_Exercise brief_.
Stop after the line that contains "the index command."; until then, restate each line of the entries word for word from the very first.

_Exercise materials_.
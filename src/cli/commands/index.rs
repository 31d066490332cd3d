//! Index command implementation.

use crate::chunking::TextSplitter;
use crate::cli::preflight::{self, Operation};
use crate::cli::Output;
use crate::config::Settings;
use crate::embedding::OpenAIEmbedder;
use crate::indexer::{collect_documents, FileOutcome, IndexReport, Indexer};
use crate::vector_store::{SqliteVectorStore, VectorStore};
use anyhow::Result;
use std::sync::Arc;

/// Run the index command.
pub async fn run_index(dir: &str, rebuild: bool, settings: Settings) -> Result<()> {
    if let Err(e) = preflight::check(Operation::Index, &settings) {
        Output::error(&format!("{}", e));
        return Err(e.into());
    }

    let dir = Settings::expand_path(dir);
    let files = collect_documents(&dir)?;
    if files.is_empty() {
        Output::warning(&format!("No .txt, .md or .html files found in {}", dir.display()));
        return Ok(());
    }

    let index_path = settings.index_path();
    let store = Arc::new(SqliteVectorStore::create(&index_path)?);
    let embedder = Arc::new(OpenAIEmbedder::from_settings(&settings.embedding)?);
    let splitter = TextSplitter::from_settings(&settings.chunking)?;
    let indexer = Indexer::new(embedder, store.clone(), splitter);

    let existing = indexer.indexed_sources().await?;
    let mut report = IndexReport::default();

    let pb = Output::progress_bar(files.len() as u64, "Indexing");
    for path in &files {
        let name = path
            .file_name()
            .map(|n| n.to_string_lossy().to_string())
            .unwrap_or_default();
        pb.set_message(name);

        match indexer.index_file(path, &existing, rebuild).await {
            Ok(FileOutcome::Indexed(count)) => {
                report.files_indexed += 1;
                report.passages_indexed += count;
            }
            Ok(FileOutcome::AlreadyIndexed) | Ok(FileOutcome::Empty) => report.files_skipped += 1,
            Err(e) => {
                pb.abandon();
                Output::error(&format!("Failed to index {}: {}", path.display(), e));
                return Err(e.into());
            }
        }
        pb.inc(1);
    }
    pb.finish_and_clear();

    Output::success(&format!(
        "Indexed {} passages from {} files",
        report.passages_indexed, report.files_indexed
    ));
    if report.files_skipped > 0 {
        Output::info(&format!(
            "Skipped {} files (already indexed or empty; use --rebuild to re-index)",
            report.files_skipped
        ));
    }
    Output::kv("Index", &index_path.display().to_string());
    Output::kv("Total passages", &store.passage_count().await?.to_string());

    Ok(())
}
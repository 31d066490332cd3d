//! In-memory vector store implementation.
//!
//! Useful for testing and small corpora.

use super::{rank, score, IndexedSource, Passage, SearchResult, VectorStore};
use crate::error::{DocchatError, Result};
use async_trait::async_trait;
use std::collections::HashMap;
use std::sync::{RwLock, RwLockReadGuard, RwLockWriteGuard};
use uuid::Uuid;

/// In-memory vector store.
pub struct MemoryVectorStore {
    passages: RwLock<HashMap<Uuid, Passage>>,
}

impl MemoryVectorStore {
    /// Create a new in-memory vector store.
    pub fn new() -> Self {
        Self {
            passages: RwLock::new(HashMap::new()),
        }
    }

    /// Create a store pre-populated with passages.
    pub fn with_passages(passages: Vec<Passage>) -> Self {
        Self {
            passages: RwLock::new(passages.into_iter().map(|p| (p.id, p)).collect()),
        }
    }

    fn read(&self) -> Result<RwLockReadGuard<'_, HashMap<Uuid, Passage>>> {
        self.passages
            .read()
            .map_err(|e| DocchatError::VectorStore(format!("Failed to acquire lock: {}", e)))
    }

    fn write(&self) -> Result<RwLockWriteGuard<'_, HashMap<Uuid, Passage>>> {
        self.passages
            .write()
            .map_err(|e| DocchatError::VectorStore(format!("Failed to acquire lock: {}", e)))
    }
}

impl Default for MemoryVectorStore {
    fn default() -> Self {
        Self::new()
    }
}

#[async_trait]
impl VectorStore for MemoryVectorStore {
    async fn upsert_batch(&self, passages: &[Passage]) -> Result<usize> {
        let mut store = self.write()?;
        for passage in passages {
            store.insert(passage.id, passage.clone());
        }
        Ok(passages.len())
    }

    async fn search(&self, query_embedding: &[f32], limit: usize) -> Result<Vec<SearchResult>> {
        let passages = self.read()?;

        let results = passages
            .values()
            .map(|passage| score(query_embedding, passage.clone()))
            .collect::<Result<Vec<_>>>()?;

        Ok(rank(results, limit))
    }

    async fn delete_by_source(&self, source: &str) -> Result<usize> {
        let mut passages = self.write()?;
        let initial_len = passages.len();
        passages.retain(|_, p| p.source != source);
        Ok(initial_len - passages.len())
    }

    async fn list_sources(&self) -> Result<Vec<IndexedSource>> {
        let passages = self.read()?;

        let mut source_map: HashMap<String, IndexedSource> = HashMap::new();

        for passage in passages.values() {
            let entry = source_map
                .entry(passage.source.clone())
                .or_insert_with(|| IndexedSource {
                    source: passage.source.clone(),
                    passage_count: 0,
                    indexed_at: passage.indexed_at,
                });

            entry.passage_count += 1;
            if passage.indexed_at > entry.indexed_at {
                entry.indexed_at = passage.indexed_at;
            }
        }

        let mut sources: Vec<IndexedSource> = source_map.into_values().collect();
        sources.sort_by(|a, b| a.source.cmp(&b.source));

        Ok(sources)
    }

    async fn passage_count(&self) -> Result<usize> {
        Ok(self.read()?.len())
    }

    async fn embedding_dimensions(&self) -> Result<Option<usize>> {
        Ok(self.read()?.values().next().map(|p| p.embedding.len()))
    }
}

_Exercise result_.
filename src/cli/commands/index.rs
repository 31d066490332cd3d
//! Index command implementation.

use crate::chunking::TextSplitter;
use crate::cli::preflight::{self, Operation};
use crate::cli::Output;
use crate::config::Settings;
use crate::embedding::OpenAIEmbedder;
use crate::indexer::{collect_documents, FileOutcome, IndexReport, Indexer};
use crate::vector_store::{SqliteVectorStore, VectorStore};
use anyhow::Result;
use std::sync::Arc;

/// Run the index command.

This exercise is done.